Francis de Sales
"AS SOON AS ANGER AGAINST ANOTHER PERSON CATCHES YOU OUT, BALANCE IT WITH AN EQUAL ACT OF KINDNESS BECAUSE FRESH HURTS ARE EASIER TO HEAL"
Where does the word Salesian come from?
The Salesians of Don Bosco are part of a broad tradition of spirituality rooted in the life and writings of St Francis de Sales (from whom the word Salesian comes). This spiritual tradition includes many religious orders all of whom have a heart-centred approach to people and a cheerful way of living and trusting in God’s goodness. Don Bosco adopted this spirituality for his work with young people and as a way of living in community.
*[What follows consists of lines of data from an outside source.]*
//! In-memory tabular sample
//!
//! A [`Dataset`] is an ordered set of [`ColumnSample`]s of equal length.
//! It is validated once at construction and immutable afterwards; every
//! downstream stage borrows it.

use crate::error::{Error, Result};
use serde::{Deserialize, Serialize};
use std::collections::HashSet;

/// Text tokens treated as missing values in dirty samples.
const NULL_TOKENS: &[&str] = &["", "null", "none", "na", "n/a", "nan", "nil", "-"];

/// A single raw scalar as observed in the sample.
#[derive(Debug, Clone, PartialEq, Serialize, Deserialize)]
#[serde(untagged)]
pub enum RawValue {
    /// Missing value
    Null,
    /// Boolean literal
    Bool(bool),
    /// Integer literal
    Int(i64),
    /// Floating point literal
    Float(f64),
    /// Anything else, kept verbatim
    Text(String),
}

impl RawValue {
    /// Whether this value counts as missing (explicit null or a null token).
    pub fn is_null(&self) -> bool {
        match self {
            Self::Null => true,
            Self::Float(f) => f.is_nan(),
            Self::Text(s) => {
                let trimmed = s.trim();
                NULL_TOKENS.iter().any(|t| trimmed.eq_ignore_ascii_case(t))
            }
            Self::Bool(_) | Self::Int(_) => false,
        }
    }

    /// Numeric interpretation, if the value is (or parses as) a finite number.
    pub fn as_f64(&self) -> Option<f64> {
        match self {
            Self::Int(i) => Some(*i as f64),
            Self::Float(f) if f.is_finite() => Some(*f),
            Self::Text(s) => s
                .trim()
                .replace(',', "")
                .parse::<f64>()
                .ok()
                .filter(|f| f.is_finite()),
            _ => None,
        }
    }

    /// Boolean interpretation for literal booleans and common boolean tokens.
    pub fn as_bool(&self) -> Option<bool> {
        match self {
            Self::Bool(b) => Some(*b),
            Self::Text(s) => match s.trim().to_ascii_lowercase().as_str() {
                "true" | "yes" | "y" | "t" => Some(true),
                "false" | "no" | "n" | "f" => Some(false),
                _ => None,
            },
            _ => None,
        }
    }

    /// Canonical text rendering used for categories and pattern matching.
    pub fn render(&self) -> String {
        match self {
            Self::Null => String::new(),
            Self::Bool(b) => b.to_string(),
            Self::Int(i) => i.to_string(),
            Self::Float(f) => f.to_string(),
            Self::Text(s) => s.trim().to_string(),
        }
    }
}

impl From<&str> for RawValue {
    fn from(value: &str) -> Self {
        Self::Text(value.to_string())
    }
}

impl From<String> for RawValue {
    fn from(value: String) -> Self {
        Self::Text(value)
    }
}

impl From<i64> for RawValue {
    fn from(value: i64) -> Self {
        Self::Int(value)
    }
}

impl From<f64> for RawValue {
    fn from(value: f64) -> Self {
        Self::Float(value)
    }
}

impl From<bool> for RawValue {
    fn from(value: bool) -> Self {
        Self::Bool(value)
    }
}

impl<T: Into<RawValue>> From<Option<T>> for RawValue {
    fn from(value: Option<T>) -> Self {
        value.map_or(Self::Null, Into::into)
    }
}

/// Raw observed values for one column, in row order.
#[derive(Debug, Clone, PartialEq, Serialize, Deserialize)]
pub struct ColumnSample {
    /// Column name as declared in the source
    pub name: String,
    /// Observed values (nulls permitted)
    pub values: Vec<RawValue>,
}

impl ColumnSample {
    /// Create a column from anything convertible into raw values
    pub fn new<V: Into<RawValue>>(name: impl Into<String>, values: impl IntoIterator<Item = V>) -> Self {
        Self {
            name: name.into(),
            values: values.into_iter().map(Into::into).collect(),
        }
    }

    /// Number of rows in this column
    pub fn len(&self) -> usize {
        self.values.len()
    }

    /// Whether the column has no rows
    pub fn is_empty(&self) -> bool {
        self.values.is_empty()
    }
}

/// Wire shape accepted by serde before validation.
#[derive(Debug, Deserialize)]
struct DatasetDocument {
    #[serde(default)]
    population_total: Option<usize>,
    columns: Vec<ColumnSample>,
}

/// A validated, immutable tabular sample.
#[derive(Debug, Clone, Serialize, Deserialize)]
#[serde(try_from = "DatasetDocument")]
pub struct Dataset {
    columns: Vec<ColumnSample>,
    population_total: Option<usize>,
}

impl TryFrom<DatasetDocument> for Dataset {
    type Error = Error;

    fn try_from(doc: DatasetDocument) -> Result<Self> {
        let dataset = Self::new(doc.columns)?;
        Ok(match doc.population_total {
            Some(total) => dataset.with_population_total(total),
            None => dataset,
        })
    }
}

impl Dataset {
    /// Validate and wrap a set of columns.
    ///
    /// Fails with [`Error::Input`] when the dataset has no columns, any
    /// column has zero rows, column lengths differ, or names repeat.
    pub fn new(columns: Vec<ColumnSample>) -> Result<Self> {
        if columns.is_empty() {
            return Err(Error::Input("dataset has no columns".to_string()));
        }

        let mut seen = HashSet::new();
        for column in &columns {
            if column.name.trim().is_empty() {
                return Err(Error::Input("column with an empty name".to_string()));
            }
            if !seen.insert(column.name.as_str()) {
                return Err(Error::Input(format!(
                    "duplicate column name '{}'",
                    column.name
                )));
            }
            if column.is_empty() {
                return Err(Error::Input(format!(
                    "column '{}' has zero rows",
                    column.name
                )));
            }
        }

        let rows = columns[0].len();
        if let Some(ragged) = columns.iter().find(|c| c.len() != rows) {
            return Err(Error::Input(format!(
                "column '{}' has {} rows, expected {}",
                ragged.name,
                ragged.len(),
                rows
            )));
        }

        Ok(Self {
            columns,
            population_total: None,
        })
    }

    /// Record the size of the population this sample was drawn from
    pub fn with_population_total(mut self, total: usize) -> Self {
        self.population_total = Some(total);
        self
    }

    /// Columns in declaration order
    pub fn columns(&self) -> &[ColumnSample] {
        &self.columns
    }

    /// Look up a column by exact name
    pub fn column(&self, name: &str) -> Option<&ColumnSample> {
        self.columns.iter().find(|c| c.name == name)
    }

    /// Declaration index of a column
    pub fn position(&self, name: &str) -> Option<usize> {
        self.columns.iter().position(|c| c.name == name)
    }

    /// Number of sampled rows
    pub fn row_count(&self) -> usize {
        self.columns.first().map_or(0, ColumnSample::len)
    }

    /// Number of columns
    pub fn column_count(&self) -> usize {
        self.columns.len()
    }

    /// Declared population size, if known
    pub fn population_total(&self) -> Option<usize> {
        self.population_total
    }
}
How are the Salesians Organised
The Salesians of Don Bosco (SDB) are organised into provinces across the world with a provincial and a council to guide their life and work. Each province tries to respond to the needs of young people in their country through hard work and through living together in Gospel communities. You will find Salesians at work for young people in almost every country in the world. In Great Britain there are seventeen centres of work sustained by seven communities from Glasgow to Hampshire. The British province links in with other provinces in across North West Europe and all Provinces meet from across the world every six years.
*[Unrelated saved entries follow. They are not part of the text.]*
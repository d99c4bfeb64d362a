//! Column profiler
//!
//! Computes [`ColumnStatistics`] for every column of a [`Dataset`]. Columns
//! are independent, so profiling fans out across the rayon pool and the
//! results are collected back in declaration order.
//!
//! The profiler never fails a run: dirty tokens are counted as nulls,
//! small samples are flagged rather than withheld, and a column whose
//! values cannot be profiled at all degrades to an `unknown` record.

use super::sample::{ColumnSample, Dataset, RawValue};
use super::stats::{CategoricalSummary, ColumnStatistics, DType, NumericSummary, TextSummary};
use crate::config::{EngineConfig, ProfilingConfig, ThresholdConfig};
use chrono::{DateTime, NaiveDate, NaiveDateTime};
use rayon::prelude::*;
use std::collections::{BTreeMap, BTreeSet};
use thiserror::Error;

/// Accepted datetime layouts: (chrono format, date-only, ISO-8601).
const DATETIME_LAYOUTS: &[(&str, bool, bool)] = &[
    ("%Y-%m-%dT%H:%M:%S%.f", false, true),
    ("%Y-%m-%d %H:%M:%S%.f", false, true),
    ("%Y-%m-%dT%H:%M", false, true),
    ("%Y-%m-%d", true, true),
    ("%Y/%m/%d", true, false),
    ("%d/%m/%Y", true, false),
    ("%m/%d/%Y", true, false),
    ("%d-%m-%Y", true, false),
    ("%d/%m/%Y %H:%M", false, false),
    ("%d.%m.%Y", true, false),
];

/// Layout index reserved for RFC 3339 timestamps with offsets.
const RFC3339_LAYOUT: usize = usize::MAX;

/// Reasons a column cannot be profiled at all
#[derive(Debug, Error)]
enum ProfileError {
    #[error("{0} value(s) contain replacement characters (corrupt encoding)")]
    CorruptEncoding(usize),
}

/// Parse a datetime token into a timestamp, its layout index and whether
/// the layout is ISO-8601. Date-only values land at midnight.
pub fn parse_timestamp(text: &str) -> Option<(NaiveDateTime, usize, bool)> {
    let text = text.trim();
    if let Ok(parsed) = DateTime::parse_from_rfc3339(text) {
        return Some((parsed.naive_utc(), RFC3339_LAYOUT, true));
    }
    DATETIME_LAYOUTS
        .iter()
        .enumerate()
        .find_map(|(idx, (fmt, date_only, iso))| {
            let parsed = if *date_only {
                NaiveDate::parse_from_str(text, fmt)
                    .ok()
                    .and_then(|d| d.and_hms_opt(0, 0, 0))
            } else {
                NaiveDateTime::parse_from_str(text, fmt).ok()
            };
            parsed.map(|ts| (ts, idx, *iso))
        })
}

/// Linear interpolation between closest ranks of a sorted slice.
fn percentile(sorted: &[f64], q: f64) -> f64 {
    match sorted.len() {
        0 => f64::NAN,
        1 => sorted[0],
        n => {
            let pos = q.clamp(0.0, 1.0) * (n - 1) as f64;
            let lo = pos.floor() as usize;
            let hi = pos.ceil() as usize;
            sorted[lo] + (sorted[hi] - sorted[lo]) * (pos - lo as f64)
        }
    }
}

/// Canonical text for a parsed number, so `41`, `"41"` and `41.0` coincide.
pub fn canonical_number(value: f64) -> String {
    if value.fract() == 0.0 && value.abs() < 1e15 {
        format!("{}", value as i64)
    } else {
        value.to_string()
    }
}

/// Column profiler
pub struct Profiler<'a> {
    profiling: &'a ProfilingConfig,
    thresholds: &'a ThresholdConfig,
}

impl<'a> Profiler<'a> {
    /// Create a profiler bound to the engine configuration
    pub fn new(config: &'a EngineConfig) -> Self {
        Self {
            profiling: &config.profiling,
            thresholds: &config.thresholds,
        }
    }

    /// Profile every column in parallel; output follows declaration order.
    pub fn profile_all(&self, dataset: &Dataset) -> Vec<ColumnStatistics> {
        dataset
            .columns()
            .par_iter()
            .map(|column| self.profile(column))
            .collect()
    }

    /// Profile a single column. Never fails.
    pub fn profile(&self, column: &ColumnSample) -> ColumnStatistics {
        match self.try_profile(column) {
            Ok(stats) => {
                tracing::debug!(
                    column = %stats.name,
                    dtype = %stats.dtype_guess,
                    count = stats.count,
                    cardinality = stats.cardinality,
                    fallback = stats.robust_fallback_used,
                    "Profiled column"
                );
                stats
            }
            Err(e) => {
                tracing::warn!("Column '{}' could not be profiled: {}", column.name, e);
                ColumnStatistics::unknown(
                    column.name.clone(),
                    column.len(),
                    format!("statistics could not be computed: {e}"),
                )
            }
        }
    }

    fn try_profile(&self, column: &ColumnSample) -> Result<ColumnStatistics, ProfileError> {
        let corrupt = column
            .values
            .iter()
            .filter(|v| matches!(v, RawValue::Text(s) if s.contains('\u{FFFD}')))
            .count();
        if corrupt > 0 {
            return Err(ProfileError::CorruptEncoding(corrupt));
        }

        let total = column.len();
        let present: Vec<&RawValue> = column.values.iter().filter(|v| !v.is_null()).collect();
        if present.is_empty() {
            return Ok(ColumnStatistics::unknown(
                column.name.clone(),
                total,
                "column is entirely null",
            ));
        }

        if present.iter().all(|v| v.as_bool().is_some()) {
            let rendered: Vec<String> = present
                .iter()
                .filter_map(|v| v.as_bool())
                .map(|b| b.to_string())
                .collect();
            return Ok(self.finish(column, DType::Boolean, rendered, None, true, false, Vec::new()));
        }

        let numbers: Vec<f64> = present.iter().filter_map(|v| v.as_f64()).collect();
        if !numbers.is_empty()
            && numbers.len() as f64 >= self.profiling.numeric_parse_ratio * present.len() as f64
        {
            return Ok(self.numeric(column, &present, numbers));
        }

        let rendered: Vec<String> = present.iter().map(|v| v.render()).collect();
        let layouts: Vec<Option<(usize, bool)>> = rendered
            .iter()
            .map(|s| parse_timestamp(s).map(|(_, layout, iso)| (layout, iso)))
            .collect();
        let parsed = layouts.iter().flatten().count();
        if parsed > 0 && parsed as f64 >= self.profiling.datetime_parse_ratio * present.len() as f64 {
            return Ok(self.datetime(column, rendered, &layouts));
        }

        let distinct: BTreeSet<&str> = rendered.iter().map(String::as_str).collect();
        let uniqueness = distinct.len() as f64 / rendered.len() as f64;
        let no_whitespace = rendered.iter().all(|s| !s.chars().any(char::is_whitespace));
        let dtype = if uniqueness >= self.profiling.identifier_uniqueness
            && rendered.len() >= self.profiling.min_sample_size
            && no_whitespace
        {
            DType::Identifier
        } else if distinct.len() <= self.thresholds.categorical_cardinality || uniqueness <= 0.5 {
            DType::Categorical
        } else {
            DType::Text
        };

        Ok(self.finish(column, dtype, rendered, None, true, false, Vec::new()))
    }

    fn numeric(&self, column: &ColumnSample, present: &[&RawValue], mut numbers: Vec<f64>) -> ColumnStatistics {
        let mut caveats = Vec::new();
        let unparsable = present.len() - numbers.len();
        if unparsable > 0 {
            caveats.push(format!(
                "{unparsable} non-numeric value(s) treated as null"
            ));
        }

        numbers.sort_by(f64::total_cmp);
        let n = numbers.len() as f64;
        let mean = numbers.iter().sum::<f64>() / n;
        let stddev = (numbers.len() > 1).then(|| {
            let var = numbers.iter().map(|x| (x - mean).powi(2)).sum::<f64>() / (n - 1.0);
            var.sqrt()
        });
        let p25 = percentile(&numbers, 0.25);
        let p75 = percentile(&numbers, 0.75);
        let iqr = p75 - p25;
        let (low_fence, high_fence) = (p25 - 1.5 * iqr, p75 + 1.5 * iqr);

        let summary = NumericSummary {
            mean,
            stddev,
            min: numbers[0],
            max: numbers[numbers.len() - 1],
            p01: percentile(&numbers, self.thresholds.lower_percentile),
            p25,
            p50: percentile(&numbers, 0.5),
            p75,
            p99: percentile(&numbers, self.thresholds.upper_percentile),
            is_integer: numbers.iter().all(|x| x.fract() == 0.0),
            outlier_count: numbers
                .iter()
                .filter(|x| **x < low_fence || **x > high_fence)
                .count(),
            negative_count: numbers.iter().filter(|x| **x < 0.0).count(),
        };
        if !summary.has_usable_spread() {
            caveats.push("standard deviation is zero or not computable".to_string());
        }

        let rendered = numbers.iter().map(|x| canonical_number(*x)).collect();
        self.finish(column, DType::Numeric, rendered, Some(summary), unparsable == 0, false, caveats)
    }

    fn datetime(
        &self,
        column: &ColumnSample,
        rendered: Vec<String>,
        layouts: &[Option<(usize, bool)>],
    ) -> ColumnStatistics {
        let mut caveats = Vec::new();
        let unparsable = layouts.iter().filter(|l| l.is_none()).count();
        if unparsable > 0 {
            caveats.push(format!("{unparsable} unparsable date value(s) treated as null"));
        }
        let distinct_layouts: BTreeSet<usize> = layouts.iter().flatten().map(|(idx, _)| *idx).collect();
        if distinct_layouts.len() > 1 {
            caveats.push(format!("{} different date layouts observed", distinct_layouts.len()));
        }
        let iso = layouts.iter().flatten().all(|(_, iso)| *iso);

        let valid: Vec<String> = rendered
            .into_iter()
            .zip(layouts)
            .filter_map(|(text, layout)| layout.map(|_| text))
            .collect();
        let consistent = unparsable == 0 && distinct_layouts.len() == 1;
        self.finish(column, DType::Datetime, valid, None, consistent, iso, caveats)
    }

    /// Shared tail: cardinality, categories, text lengths and confidence flags.
    #[allow(clippy::too_many_arguments)]
    fn finish(
        &self,
        column: &ColumnSample,
        dtype: DType,
        rendered: Vec<String>,
        numeric: Option<NumericSummary>,
        consistent_format: bool,
        iso_datetime: bool,
        mut caveats: Vec<String>,
    ) -> ColumnStatistics {
        let total = column.len();
        let count = rendered.len();

        let mut frequencies: BTreeMap<&str, usize> = BTreeMap::new();
        for value in &rendered {
            *frequencies.entry(value.as_str()).or_default() += 1;
        }
        let cardinality = frequencies.len();

        let mut mode: Option<(&str, usize)> = None;
        for (&value, &freq) in &frequencies {
            match mode {
                Some((_, best)) if freq <= best => {}
                _ => mode = Some((value, freq)),
            }
        }
        let limit = self.profiling.category_observation_limit;
        let categorical = CategoricalSummary {
            observed_categories: frequencies.keys().take(limit).map(|v| v.to_string()).collect(),
            truncated: cardinality > limit,
            mode: mode.map(|(value, _)| value.to_string()),
        };

        let text = matches!(dtype, DType::Categorical | DType::Identifier | DType::Text).then(|| {
            TextSummary {
                min_length: rendered.iter().map(|s| s.chars().count()).min().unwrap_or(0),
                max_length: rendered.iter().map(|s| s.chars().count()).max().unwrap_or(0),
                all_digits: rendered.iter().all(|s| !s.is_empty() && s.chars().all(|c| c.is_ascii_digit())),
                all_word_chars: rendered.iter().all(|s| {
                    !s.is_empty() && s.chars().all(|c| c.is_ascii_alphanumeric() || c == '_' || c == '-')
                }),
            }
        });

        let low_confidence = count < self.profiling.min_sample_size;
        if low_confidence {
            caveats.push(format!(
                "only {count} valid value(s); minimum viable sample is {}",
                self.profiling.min_sample_size
            ));
        }
        let spread_unusable = numeric.as_ref().is_some_and(|n| !n.has_usable_spread());
        let robust_fallback_used = low_confidence || spread_unusable;

        ColumnStatistics {
            name: column.name.clone(),
            total,
            count,
            null_rate: (total - count) as f64 / total as f64,
            cardinality,
            dtype_guess: dtype,
            consistent_format,
            robust_fallback_used,
            low_confidence,
            numeric,
            categorical: Some(categorical),
            text,
            iso_datetime,
            caveats,
        }
    }
}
What are the entry requirements for an SDB?
Anyone wanting to be an SDB needs to be able to work professionally with young people and so a basic qualification to a degree level or equivalent is essential. More importantly, a person needs to be a prayerful searcher for God's will and someone who is deeply concerned with the needs of young people. Living in community also means that SDBs need to be down to earth, balanced, generally cheerful and compassionate in their approach to others and also be aware of their own strengths and weaknesses. In the course of discernment these qualities will be explored as a way of life emerging within a person. It is when the personal gifts and needs of a searching person connect with the needs of the mission that a specific SDB vocation can be explored. We are not looking for perfect people but people who will grow to fullness of life through living in community and working for the young.
What does SDB training look like?
SDBs are prepared through a process of discernment with a spiritual director who will introduce them to the province and help SDBs to get to know the person in discernment.
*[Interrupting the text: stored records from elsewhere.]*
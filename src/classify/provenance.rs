//! Provenance tagging for classified attributes

use serde::{Deserialize, Serialize};

/// Where an inferred value came from
#[derive(Debug, Clone, Copy, PartialEq, Eq, Hash, PartialOrd, Ord, Serialize, Deserialize)]
#[serde(rename_all = "snake_case")]
pub enum Source {
    /// Declared in the data dictionary
    Dictionary,
    /// Derived from column-name keywords
    NameHeuristic,
    /// Derived from observed statistics or a configured default
    StatisticalDefault,
}

impl std::fmt::Display for Source {
    fn fmt(&self, f: &mut std::fmt::Formatter<'_>) -> std::fmt::Result {
        match self {
            Self::Dictionary => write!(f, "dictionary"),
            Self::NameHeuristic => write!(f, "name heuristic"),
            Self::StatisticalDefault => write!(f, "statistical default"),
        }
    }
}

/// A value together with its provenance.
///
/// A declared `false` is `Sourced { value: false, source: Dictionary }`;
/// nothing is ever inferred from the absence of a declaration.
#[derive(Debug, Clone, PartialEq, Eq, Serialize, Deserialize)]
pub struct Sourced<T> {
    pub value: T,
    pub source: Source,
}

impl<T> Sourced<T> {
    pub fn new(value: T, source: Source) -> Self {
        Self { value, source }
    }

    pub fn dictionary(value: T) -> Self {
        Self::new(value, Source::Dictionary)
    }

    pub fn name_heuristic(value: T) -> Self {
        Self::new(value, Source::NameHeuristic)
    }

    pub fn statistical_default(value: T) -> Self {
        Self::new(value, Source::StatisticalDefault)
    }

    /// Transform the value, keeping its provenance
    pub fn map<U>(self, f: impl FnOnce(T) -> U) -> Sourced<U> {
        Sourced::new(f(self.value), self.source)
    }

    /// Whether the value was declared rather than inferred
    pub fn is_declared(&self) -> bool {
        self.source == Source::Dictionary
    }
}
When the spiritual director is confident that a person is ready for a community experience they are invited to live and work alongside a community to see what that might be like and to give a community the chance to support their process of discernment.
At some stage, again with the spiritual director's support, the experience of living in community can become more formal by an agreement between the community and the searching person (the candidate) to discern the way ahead together. This is called the pre-novitiate and will last at least six months but normally a full year.
Based on a shared discernment with the community the candidate will travel to a community that prepares SDBs through a dedicated year of spiritual learning and reflection. It is called a novitiate year, a year when novices continue to clarify and increase their commitment to living the rule of life laid out in the Salesian Constitutions. This year will probably be abroad and a shared experience with a large group of international novices.
At the end of this year the novice Salesian makes their first temporary vows. The next years will involve further church studies and a two year placement in a community although some further studies may also be needed as a teacher, social worker or youth worker.
After six years the SDB will make permanent vows and in many cases move towards more theological studies and eventually to priestly ordination at the service of the young.
Training, study, retreats and reflection continue to be part of an SDBs life. Salesian spirituality sees life as a home, a school, a playground and a church. School and learning are part of being alive and it never ends.